Querida nada: pronto, muy pronto darán las 12. En esta mi última carta quiero hablar sólo de ti. En esta carta te condeno a cadena perpetua.  Recuerdas cuando te dije que ningún ser humano podría resistirse al amor, pues me retracto, que equivocado estaba, no sólo se resisten, no basta un sólo candado, hay algo más: tú, siempre fuiste tú. 

El amor es la fuente infinita de energía con la que se creó el universo, mientras no tenemos amor, no somos parte de nada, o mejor dicho, somos parte de la nada, somos parte de ti, y no, no de la materia obscura intergaláctica, es mucho peor, estamos y no estamos, miramos y no observamos, existimos y no vivimos, somos esa nada que estorba, esa nada que daña y que también mata; somos parte de ti, somos un cúmulo de materia tangible pero insensible que respiras y te asfixia, que comes y envenena. 
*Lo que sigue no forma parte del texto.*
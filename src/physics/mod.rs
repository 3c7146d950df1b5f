//! Physics adapter contract
//!
//! The gameplay core talks to the rigid-body engine only through
//! [`PhysicsWorld`]. Positions and anchors are in pixels (y-down); velocities
//! passed to [`PhysicsWorld::push`] are in engine units (m/s).
//!
//! Contact callbacks are delivered to a [`ContactListener`] from inside
//! [`PhysicsWorld::step`]. The listener never sees the world, so it cannot
//! create or destroy bodies mid-step.

pub mod rapier;
#[cfg(test)]
pub mod scripted;

use glam::Vec2;

use crate::sim::Tag;

pub use rapier::RapierWorld;

/// Opaque handle to a body owned by the adapter
#[derive(Debug, Clone, Copy, PartialEq, Eq, Hash, PartialOrd, Ord)]
pub struct BodyId(pub(crate) u32);

/// Opaque handle to a joint owned by the adapter
#[derive(Debug, Clone, Copy, PartialEq, Eq, Hash, PartialOrd, Ord)]
pub struct JointId(pub(crate) u32);

#[derive(Debug, Clone, Copy, PartialEq, Eq)]
pub enum BodyType {
    Static,
    Dynamic,
}

/// Physical material of a fixture
#[derive(Debug, Clone, Copy, PartialEq)]
pub struct Material {
    pub density: f32,
    pub friction: f32,
    pub restitution: f32,
}

impl Material {
    pub const fn new(density: f32, friction: f32, restitution: f32) -> Self {
        Self {
            density,
            friction,
            restitution,
        }
    }
}

impl Default for Material {
    fn default() -> Self {
        // Box2D fixture defaults
        Self::new(0.0, 0.2, 0.0)
    }
}

/// Fixture geometry (pixels)
#[derive(Debug, Clone, Copy, PartialEq)]
pub enum Shape {
    Rectangle { half_extents: Vec2 },
    Circle { radius: f32 },
}

/// One fixture of a body, in creation order
#[derive(Debug, Clone, PartialEq)]
pub struct FixtureSpec {
    pub shape: Shape,
    /// Offset of the fixture from the body origin
    pub offset: Vec2,
    /// Rotation of the fixture relative to the body
    pub angle: f32,
    pub material: Material,
    pub sensor: bool,
    pub tag: Tag,
}

impl FixtureSpec {
    pub fn rectangle(half_width: f32, half_height: f32, material: Material) -> Self {
        Self {
            shape: Shape::Rectangle {
                half_extents: Vec2::new(half_width, half_height),
            },
            offset: Vec2::ZERO,
            angle: 0.0,
            material,
            sensor: false,
            tag: Tag::None,
        }
    }

    pub fn circle(radius: f32, material: Material) -> Self {
        Self {
            shape: Shape::Circle { radius },
            offset: Vec2::ZERO,
            angle: 0.0,
            material,
            sensor: false,
            tag: Tag::None,
        }
    }

    pub fn with_offset(mut self, offset: Vec2) -> Self {
        self.offset = offset;
        self
    }

    pub fn with_sensor(mut self, sensor: bool) -> Self {
        self.sensor = sensor;
        self
    }

    pub fn with_tag(mut self, tag: Tag) -> Self {
        self.tag = tag;
        self
    }
}

/// Concrete body creation request
#[derive(Debug, Clone, PartialEq)]
pub struct BodyDesc {
    pub body_type: BodyType,
    pub position: Vec2,
    pub fixed_rotation: bool,
    pub fixtures: Vec<FixtureSpec>,
}

/// Joint creation request. Anchors are local to their body, in pixels.
#[derive(Debug, Clone, Copy, PartialEq)]
pub enum JointDesc {
    /// Hinge, optionally limited to `(lower, upper)` radians
    Revolute {
        body_a: BodyId,
        body_b: BodyId,
        anchor_a: Vec2,
        anchor_b: Vec2,
        limits: Option<(f32, f32)>,
    },
    /// Keeps the anchors `length` pixels apart
    Distance {
        body_a: BodyId,
        body_b: BodyId,
        anchor_a: Vec2,
        anchor_b: Vec2,
        length: f32,
    },
    /// Rigidly locks the anchors together
    Weld {
        body_a: BodyId,
        body_b: BodyId,
        anchor_a: Vec2,
        anchor_b: Vec2,
    },
}

/// Position (pixels) and angle (radians) of a body
#[derive(Debug, Clone, Copy, PartialEq)]
pub struct Pose {
    pub position: Vec2,
    pub angle: f32,
}

/// How a velocity passed to [`PhysicsWorld::push`] is applied
#[derive(Debug, Clone, Copy, PartialEq, Eq)]
pub enum PushMode {
    /// Impulse of `mass * v`, added to the current velocity
    Add,
    /// Impulse of `mass * (v - current)`, reaching `v` on the given axes
    TowardTarget,
}

/// Positional fixture change; `None` fields are left untouched
#[derive(Debug, Clone, Copy, Default, PartialEq)]
pub struct FixtureUpdate {
    pub sensor: Option<bool>,
    pub tag: Option<Tag>,
    pub friction: Option<f32>,
}

impl FixtureUpdate {
    pub fn friction(friction: f32) -> Self {
        Self {
            friction: Some(friction),
            ..Default::default()
        }
    }
}

/// Receives contact transitions during a step
pub trait ContactListener {
    fn begin_contact(&mut self, a: Tag, b: Tag);
    fn end_contact(&mut self, a: Tag, b: Tag);
}

/// Capability interface of the rigid-body engine
pub trait PhysicsWorld {
    fn create_body(&mut self, desc: &BodyDesc) -> BodyId;
    fn destroy_body(&mut self, body: BodyId);

    fn create_joint(&mut self, desc: &JointDesc) -> JointId;
    fn destroy_joint(&mut self, joint: JointId);
    /// Re-arm the angular limits of a revolute joint
    fn set_joint_limits(&mut self, joint: JointId, lower: f32, upper: f32);

    /// Advance the simulation, reporting each contact begin/end once
    fn step(&mut self, dt: f32, listener: &mut dyn ContactListener);

    fn locate(&self, body: BodyId) -> Option<Pose>;
    fn place(&mut self, body: BodyId, x: f32, y: f32, angle: f32);
    fn rotate(&mut self, body: BodyId, angle: f32);

    fn push(&mut self, body: BodyId, vx: Option<f32>, vy: Option<f32>, mode: PushMode);

    /// Apply updates to the body's fixtures in creation order
    fn update_fixtures(&mut self, body: BodyId, updates: &[FixtureUpdate]);
}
Todos tenemos hambre de amor, no hay alimento suficiente, nos privan de él, del amor por la familia, por un hogar digno. Adultos, jovenes,madres, padres, niños, incluso animales mueren con la esperanza de ser materia viva, y es por culpa de la nada inútil, es tu culpa, que no produces ni consumes amor, o no produces pero si consumes, es por eso que morimos con las migajas de una patria con principio dudoso y final inesperado. De una Patria que está y no está, que mira y no observa, que existe y no vive, que consume y no produce. De una maldita nada que obstruye la energía vital, que ni vive, ni deja vivir, que contagia y hasta mata. 

Me despido de ti, está es mi última carta, no esperaré tu respuesta, alguien más la esperará por mi, el reloj marca las 12.